Les Editions Gallmeister nous avaient jusque là habitué à des très bons romans ayant pour cadre les grands espaces américains comme Sukwann Island de
David Vann, ou encore les très bons polars de
Craig Johnson. Changement de décor, avec
Pike, de
Benjamin Whitmer, elles nous offrent un remarquable polar urbain où l'on patauge dans la neige noire au milieu de gaz d'échappement… Une couverture noire, pour un vrai roman noir, très noir !
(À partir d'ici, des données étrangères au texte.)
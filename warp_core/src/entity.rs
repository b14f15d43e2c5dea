//! Entity capability set.
//!
//! The universe controller only ever sees entities through the [`Entity`]
//! trait. Concrete kinds live outside the core and are made available through
//! the [`EntityRegistry`](crate::registry::EntityRegistry).

use crate::render::{DrawContext, RenderError};
use crate::universe::TickContext;
use nalgebra::Vector2;
use serde::{Deserialize, Serialize};
use std::any::Any;
use std::fmt;
use std::sync::atomic::{AtomicU64, Ordering};
use thiserror::Error;

/// Position in the simulated plane (world units).
pub type Position = Vector2<f64>;

static NEXT_ENTITY_ID: AtomicU64 = AtomicU64::new(1);

/// Unique entity identifier.
///
/// Ids are handed out from a process-wide counter and are never reused,
/// even across universes.
#[derive(Debug, Clone, Copy, PartialEq, Eq, PartialOrd, Ord, Hash, Serialize, Deserialize)]
pub struct EntityId(pub u64);

impl EntityId {
    /// Allocates the next unused id.
    pub fn next() -> Self {
        Self(NEXT_ENTITY_ID.fetch_add(1, Ordering::Relaxed))
    }

    /// Returns the raw id value.
    pub fn as_u64(&self) -> u64 {
        self.0
    }
}

impl fmt::Display for EntityId {
    fn fmt(&self, f: &mut fmt::Formatter<'_>) -> fmt::Result {
        write!(f, "#{}", self.0)
    }
}

/// The side an entity was spawned for.
#[derive(Debug, Clone, Copy, PartialEq, Eq, Hash, Serialize, Deserialize)]
#[serde(rename_all = "lowercase")]
pub enum Owner {
    /// Hostile units
    Enemy,
    /// Units controlled by the local player
    Player,
    /// Units allied with the player
    Team,
}

/// Kind of damage delivered through [`Entity::take_fire`].
#[derive(Debug, Clone, Copy, PartialEq, Eq, Serialize, Deserialize)]
#[serde(rename_all = "lowercase")]
pub enum DamageType {
    /// Beam weapons
    Laser,
}

/// Errors an entity behaviour hook may report.
#[derive(Debug, Clone, PartialEq, Error)]
pub enum EntityError {
    /// Behaviour-specific failure
    #[error("behaviour failed: {0}")]
    Behaviour(String),

    /// The hook tried to spawn a kind that is not registered
    #[error("cannot spawn unregistered kind '{0}'")]
    UnknownKind(String),
}

impl EntityError {
    /// Creates a behaviour error.
    pub fn behaviour(msg: impl Into<String>) -> Self {
        Self::Behaviour(msg.into())
    }
}

/// The capability set every entity kind implements.
pub trait Entity: Send + Sync + fmt::Debug {
    /// Stable unique id assigned at spawn.
    fn id(&self) -> EntityId;

    /// Name of the registered kind that built this entity.
    fn kind(&self) -> &str;

    /// Side the entity belongs to.
    fn owner(&self) -> Owner;

    /// Current position.
    fn position(&self) -> Position;

    /// `false` once the entity should be removed from the live set.
    fn alive(&self) -> bool;

    /// Applies damage and returns whether the entity is still alive.
    fn take_fire(&mut self, damage: f64, ty: DamageType) -> bool;

    /// Behaviour hook, invoked once per tick while the entity is live.
    fn update(&mut self, ctx: &mut TickContext<'_>) -> Result<(), EntityError>;

    /// Draws the entity. Only ever invoked on snapshots.
    fn render(&self, ctx: &mut dyn DrawContext) -> Result<(), RenderError>;

    /// Produces a fully detached copy sharing no mutable storage with `self`.
    fn snapshot(&self) -> Box<dyn Entity>;

    /// Access to the concrete type for collaborators that know it.
    fn as_any(&self) -> &dyn Any;

    /// Mutable counterpart of [`as_any`](Self::as_any).
    fn as_any_mut(&mut self) -> &mut dyn Any;
}

#[cfg(test)]
mod tests {
    use super::*;

    #[test]
    fn test_ids_are_monotonic() {
        let a = EntityId::next();
        let b = EntityId::next();
        let c = EntityId::next();

        assert!(a < b);
        assert!(b < c);
    }

    #[test]
    fn test_id_display() {
        assert_eq!(EntityId(42).to_string(), "#42");
    }

    #[test]
    fn test_owner_serde() {
        let json = serde_json::to_string(&Owner::Player).unwrap();
        assert_eq!(json, "\"player\"");

        let owner: Owner = serde_json::from_str("\"enemy\"").unwrap();
        assert_eq!(owner, Owner::Enemy);
    }
}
Dans une ancienne vie, Douglas
Pike a été tour à tour homme de main pour la mafia locale, toxicomane, videur de boîte de nuit, alcoolique ou encore passeur de clandestins à la frontière mexicaine. Aujourd'hui, il répare des maisons dans un coin reculé des Appalaches accompagné de Rory, un jeune homme à peine sorti de l'enfance et qui rêve de devenir boxeur professionnel. Tous les deux sont poursuivis par un passé qu'ils tentent d'oublier mais qui va brutalement les rattraper de la plus inattendue des façons. Lorsque Sarah la fille de
Pike est retrouvée morte des suites d'une overdose, ce dernier se retrouve responsable de Wendy, une fillette de douze ans, dont il ignorait l'existence.
Pike a oublié pendant de longues années sa fille mais il n'accepte pas son décès. La thèse de l'overdose lui semblant plus que suspecte, il décide de se rendre à Cincinnati. Accompagné de son acolyte, il va écumer les bas-fonds de cette ville, de bars glauques en squats de junkie et lieux de prostitution, à la recherche d'une réponse. Quand Derrick Krieger, flic violent et pourri jusqu'à la moelle commence à tourner autour de Wendy, les vieux démons se réveillent.
Ce premier roman est une redoutable excursion dans les entrailles de l'Amérique urbaine des années Reagan dans ce qu'elle a de plus violent et sordide. Pas un personnage ne rachète l'autre. Un ramassis de brutes alcooliques, de pervers violents, d'êtres corrompus ou estropiés. Ils ont en commun une incapacité chronique à éprouver le moindre regret ou sentiment. La notion de rédemption, d'amour ou de pardon leur est étrangère. Accablés par une multitude de démons, survivre d'un jour à l'autre est leur unique préoccupation. Ce premier roman dont chaque mot suinte la noirceur et la violence sans complaisance, est construit avec intelligence, mêlant habilement lyrisme et réalisme. Une très sombre et tragique histoire qui se dévore en quelques jours et qui ne laisse pas intact. Elle semble annoncer un grand auteur. A suivre.